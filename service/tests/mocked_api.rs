//! Exact request/response behavior of `PostService` against a wiremock server.

use posts_service::{ApiError, PostService, ReqwestTransport, ServiceConfig};
use serde_json::json;
use wiremock::matchers::{body_json, header, method, path};
use wiremock::{Mock, MockServer, ResponseTemplate};

fn service(server: &MockServer) -> PostService {
    PostService::new(ServiceConfig::new(server.uri())).unwrap()
}

#[tokio::test]
async fn list_parses_created_at_and_keeps_every_field() {
    let server = MockServer::start().await;
    Mock::given(method("GET"))
        .and(path("/api/posts/"))
        .respond_with(ResponseTemplate::new(200).set_body_json(json!([
            { "_id": "2", "text": "later", "createdAt": "2024-03-01T12:00:00.000Z", "__v": 0 },
            { "_id": "1", "text": "earlier", "createdAt": 1704164645678i64, "author": { "name": "kim" } },
            { "_id": "3", "createdAt": "2024-03-02" }
        ])))
        .expect(1)
        .mount(&server)
        .await;

    let posts = service(&server).list().await.unwrap();

    assert_eq!(posts.len(), 3);
    let ids: Vec<String> = posts.iter().filter_map(|p| p.id()).collect();
    assert_eq!(ids, ["2", "1", "3"]);

    assert_eq!(posts[0].created_at.timestamp_millis(), 1_709_294_400_000);
    assert_eq!(posts[0].field("__v"), Some(&json!(0)));
    assert_eq!(posts[1].created_at.timestamp_millis(), 1_704_164_645_678);
    assert_eq!(posts[1].field("author"), Some(&json!({ "name": "kim" })));
    assert!(posts[2].text().is_none());

    let out = serde_json::to_value(&posts[1]).unwrap();
    assert_eq!(
        out,
        json!({ "_id": "1", "text": "earlier", "createdAt": "2024-01-02T03:04:05.678Z", "author": { "name": "kim" } })
    );
}

#[tokio::test]
async fn list_server_error_carries_status_and_body() {
    let server = MockServer::start().await;
    Mock::given(method("GET"))
        .and(path("/api/posts/"))
        .respond_with(ResponseTemplate::new(500).set_body_string("db down"))
        .expect(1)
        .mount(&server)
        .await;

    let err = service(&server).list().await.unwrap_err();
    assert_eq!(
        err,
        ApiError::HttpError {
            status: 500,
            body: "db down".to_string()
        }
    );
}

#[tokio::test]
async fn list_with_unparseable_timestamp_fails() {
    let server = MockServer::start().await;
    Mock::given(method("GET"))
        .and(path("/api/posts/"))
        .respond_with(ResponseTemplate::new(200).set_body_json(json!([
            { "text": "fine", "createdAt": "2024-03-01T12:00:00Z" },
            { "text": "broken", "createdAt": "not-a-date" }
        ])))
        .mount(&server)
        .await;

    let err = service(&server).list().await.unwrap_err();
    assert!(matches!(err, ApiError::DeserializationError(_)), "{err:?}");
}

#[tokio::test]
async fn create_sends_exactly_one_post_with_text_body() {
    let server = MockServer::start().await;
    Mock::given(method("POST"))
        .and(path("/api/posts/"))
        .and(header("content-type", "application/json"))
        .and(body_json(json!({ "text": "hello" })))
        .respond_with(
            ResponseTemplate::new(201)
                .insert_header("x-post-id", "99")
                .set_body_string("created"),
        )
        .expect(1)
        .mount(&server)
        .await;

    let resp = service(&server).create("hello").await.unwrap();
    assert_eq!(resp.status, 201);
    assert_eq!(resp.body, "created");
    assert_eq!(resp.header("x-post-id"), Some("99"));
}

#[tokio::test]
async fn create_transport_error_is_surfaced() {
    // Bind then release a port so nothing is listening on it.
    let addr = std::net::TcpListener::bind("127.0.0.1:0").unwrap().local_addr().unwrap();

    let service = PostService::new(ServiceConfig::new(format!("http://{addr}"))).unwrap();
    let err = service.create("hello").await.unwrap_err();
    assert!(matches!(err, ApiError::Transport(_)), "{err:?}");
}

#[tokio::test]
async fn remove_numeric_id() {
    let server = MockServer::start().await;
    Mock::given(method("DELETE"))
        .and(path("/api/posts/42"))
        .respond_with(ResponseTemplate::new(200).set_body_json(json!({})))
        .expect(1)
        .mount(&server)
        .await;

    let resp = service(&server).remove(42).await.unwrap();
    assert_eq!(resp.status, 200);
    assert_eq!(resp.json::<serde_json::Value>().unwrap(), json!({}));
}

#[tokio::test]
async fn remove_string_id_verbatim() {
    let server = MockServer::start().await;
    Mock::given(method("DELETE"))
        .and(path("/api/posts/abc"))
        .respond_with(ResponseTemplate::new(204))
        .expect(1)
        .mount(&server)
        .await;

    let resp = service(&server).remove("abc").await.unwrap();
    assert_eq!(resp.status, 204);
    assert!(resp.body.is_empty());
}

#[tokio::test]
async fn remove_missing_post_is_not_found() {
    let server = MockServer::start().await;
    Mock::given(method("DELETE"))
        .and(path("/api/posts/nope"))
        .respond_with(ResponseTemplate::new(404).set_body_string("no such post"))
        .mount(&server)
        .await;

    let err = service(&server).remove("nope").await.unwrap_err();
    assert!(err.is_not_found());
}

#[tokio::test]
async fn concurrent_calls_are_independent() {
    let server = MockServer::start().await;
    Mock::given(method("GET"))
        .and(path("/api/posts/"))
        .respond_with(ResponseTemplate::new(200).set_body_json(json!([])))
        .expect(1)
        .mount(&server)
        .await;
    Mock::given(method("POST"))
        .and(path("/api/posts/"))
        .and(body_json(json!({ "text": "parallel" })))
        .respond_with(ResponseTemplate::new(201))
        .expect(1)
        .mount(&server)
        .await;
    Mock::given(method("DELETE"))
        .and(path("/api/posts/7"))
        .respond_with(ResponseTemplate::new(200))
        .expect(1)
        .mount(&server)
        .await;

    let service = service(&server);
    let (listed, created, removed) =
        tokio::join!(service.list(), service.create("parallel"), service.remove(7));

    assert!(listed.unwrap().is_empty());
    assert_eq!(created.unwrap().status, 201);
    assert_eq!(removed.unwrap().status, 200);

    let received = server.received_requests().await.unwrap();
    assert_eq!(received.len(), 3);
}

#[tokio::test]
async fn caller_supplied_client_keeps_its_default_headers() {
    let server = MockServer::start().await;
    Mock::given(method("GET"))
        .and(path("/api/posts/"))
        .and(header("x-api-key", "secret"))
        .respond_with(ResponseTemplate::new(200).set_body_json(json!([])))
        .expect(1)
        .mount(&server)
        .await;

    let mut headers = reqwest::header::HeaderMap::new();
    headers.insert("x-api-key", reqwest::header::HeaderValue::from_static("secret"));
    let client = reqwest::Client::builder().default_headers(headers).build().unwrap();
    let service = PostService::with_transport(&server.uri(), ReqwestTransport::from_client(client));

    assert!(service.list().await.unwrap().is_empty());
}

What to produce — Copy the records exactly, keeping every word in place.

Answer —
filename service/tests/mocked_api.rs
//! Exact request/response behavior of `PostService` against a wiremock server.

use posts_service::{ApiError, PostService, ReqwestTransport, ServiceConfig};
use serde_json::json;
use wiremock::matchers::{body_json, header, method, path};
use wiremock::{Mock, MockServer, ResponseTemplate};

fn service(server: &MockServer) -> PostService {
    PostService::new(ServiceConfig::new(server.uri())).unwrap()
}

#[tokio::test]
async fn list_parses_created_at_and_keeps_every_field() {
    let server = MockServer::start().await;
    Mock::given(method("GET"))
        .and(path("/api/posts/"))
        .respond_with(ResponseTemplate::new(200).set_body_json(json!([
            { "_id": "2", "text": "later", "createdAt": "2024-03-01T12:00:00.000Z", "__v": 0 },
            { "_id": "1", "text": "earlier", "createdAt": 1704164645678i64, "author": { "name": "kim" } },
            { "_id": "3", "createdAt": "2024-03-02" }
        ])))
        .expect(1)
        .mount(&server)
        .await;

    let posts = service(&server).list().await.unwrap();

    assert_eq!(posts.len(), 3);
    let ids: Vec<String> = posts.iter().filter_map(|p| p.id()).collect();
    assert_eq!(ids, ["2", "1", "3"]);

    assert_eq!(posts[0].created_at.timestamp_millis(), 1_709_294_400_000);
    assert_eq!(posts[0].field("__v"), Some(&json!(0)));
    assert_eq!(posts[1].created_at.timestamp_millis(), 1_704_164_645_678);
    assert_eq!(posts[1].field("author"), Some(&json!({ "name": "kim" })));
    assert!(posts[2].text().is_none());

    let out = serde_json::to_value(&posts[1]).unwrap();
    assert_eq!(
        out,
        json!({ "_id": "1", "text": "earlier", "createdAt": "2024-01-02T03:04:05.678Z", "author": { "name": "kim" } })
    );
}

#[tokio::test]
async fn list_server_error_carries_status_and_body() {
    let server = MockServer::start().await;
    Mock::given(method("GET"))
        .and(path("/api/posts/"))
        .respond_with(ResponseTemplate::new(500).set_body_string("db down"))
        .expect(1)
        .mount(&server)
        .await;

    let err = service(&server).list().await.unwrap_err();
    assert_eq!(
        err,
        ApiError::HttpError {
            status: 500,
            body: "db down".to_string()
        }
    );
}

#[tokio::test]
async fn list_with_unparseable_timestamp_fails() {
    let server = MockServer::start().await;
    Mock::given(method("GET"))
        .and(path("/api/posts/"))
        .respond_with(ResponseTemplate::new(200).set_body_json(json!([
            { "text": "fine", "createdAt": "2024-03-01T12:00:00Z" },
            { "text": "broken", "createdAt": "not-a-date" }
        ])))
        .mount(&server)
        .await;

    let err = service(&server).list().await.unwrap_err();
    assert!(matches!(err, ApiError::DeserializationError(_)), "{err:?}");
}

#[tokio::test]
async fn create_sends_exactly_one_post_with_text_body() {
    let server = MockServer::start().await;
    Mock::given(method("POST"))
        .and(path("/api/posts/"))
        .and(header("content-type", "application/json"))
        .and(body_json(json!({ "text": "hello" })))
        .respond_with(
            ResponseTemplate::new(201)
                .insert_header("x-post-id", "99")
                .set_body_string("created"),
        )
        .expect(1)
        .mount(&server)
        .await;

    let resp = service(&server).create("hello").await.unwrap();
    assert_eq!(resp.status, 201);
    assert_eq!(resp.body, "created");
    assert_eq!(resp.header("x-post-id"), Some("99"));
}

#[tokio::test]
async fn create_transport_error_is_surfaced() {
    // Bind then release a port so nothing is listening on it.
    let addr = std::net::TcpListener::bind("127.0.0.1:0").unwrap().local_addr().unwrap();

    let service = PostService::new(ServiceConfig::new(format!("http://{addr}"))).unwrap();
    let err = service.create("hello").await.unwrap_err();
    assert!(matches!(err, ApiError::Transport(_)), "{err:?}");
}

#[tokio::test]
async fn remove_numeric_id() {
    let server = MockServer::start().await;
    Mock::given(method("DELETE"))
        .and(path("/api/posts/42"))
        .respond_with(ResponseTemplate::new(200).set_body_json(json!({})))
        .expect(1)
        .mount(&server)
        .await;

    let resp = service(&server).remove(42).await.unwrap();
    assert_eq!(resp.status, 200);
    assert_eq!(resp.json::<serde_json::Value>().unwrap(), json!({}));
}

#[tokio::test]
async fn remove_string_id_verbatim() {
    let server = MockServer::start().await;
    Mock::given(method("DELETE"))
        .and(path("/api/posts/abc"))
        .respond_with(ResponseTemplate::new(204))
        .expect(1)
        .mount(&server)
        .await;

    let resp = service(&server).remove("abc").await.unwrap();
    assert_eq!(resp.status, 204);
    assert!(resp.body.is_empty());
}

#[tokio::test]
async fn remove_missing_post_is_not_found() {
    let server = MockServer::start().await;
    Mock::given(method("DELETE"))
        .and(path("/api/posts/nope"))
        .respond_with(ResponseTemplate::new(404).set_body_string("no such post"))
        .mount(&server)
        .await;

    let err = service(&server).remove("nope").await.unwrap_err();
    assert!(err.is_not_found());
}

#[tokio::test]
async fn concurrent_calls_are_independent() {
    let server = MockServer::start().await;
    Mock::given(method("GET"))
        .and(path("/api/posts/"))
        .respond_with(ResponseTemplate::new(200).set_body_json(json!([])))
        .expect(1)
        .mount(&server)
        .await;
    Mock::given(method("POST"))
        .and(path("/api/posts/"))
        .and(body_json(json!({ "text": "parallel" })))
        .respond_with(ResponseTemplate::new(201))
        .expect(1)
        .mount(&server)
        .await;
    Mock::given(method("DELETE"))
        .and(path("/api/posts/7"))
        .respond_with(ResponseTemplate::new(200))
        .expect(1)
        .mount(&server)
        .await;

    let service = service(&server);
    let (listed, created, removed) =
        tokio::join!(service.list(), service.create("parallel"), service.remove(7));

    assert!(listed.unwrap().is_empty());
    assert_eq!(created.unwrap().status, 201);
    assert_eq!(removed.unwrap().status, 200);

    let received = server.received_requests().await.unwrap();
    assert_eq!(received.len(), 3);
}

#[tokio::test]
async fn caller_supplied_client_keeps_its_default_headers() {
    let server = MockServer::start().await;
    Mock::given(method("GET"))
        .and(path("/api/posts/"))
        .and(header("x-api-key", "secret"))
        .respond_with(ResponseTemplate::new(200).set_body_json(json!([])))
        .expect(1)
        .mount(&server)
        .await;

    let mut headers = reqwest::header::HeaderMap::new();
    headers.insert("x-api-key", reqwest::header::HeaderValue::from_static("secret"));
    let client = reqwest::Client::builder().default_headers(headers).build().unwrap();
    let service = PostService::with_transport(&server.uri(), ReqwestTransport::from_client(client));

    assert!(service.list().await.unwrap().is_empty());
}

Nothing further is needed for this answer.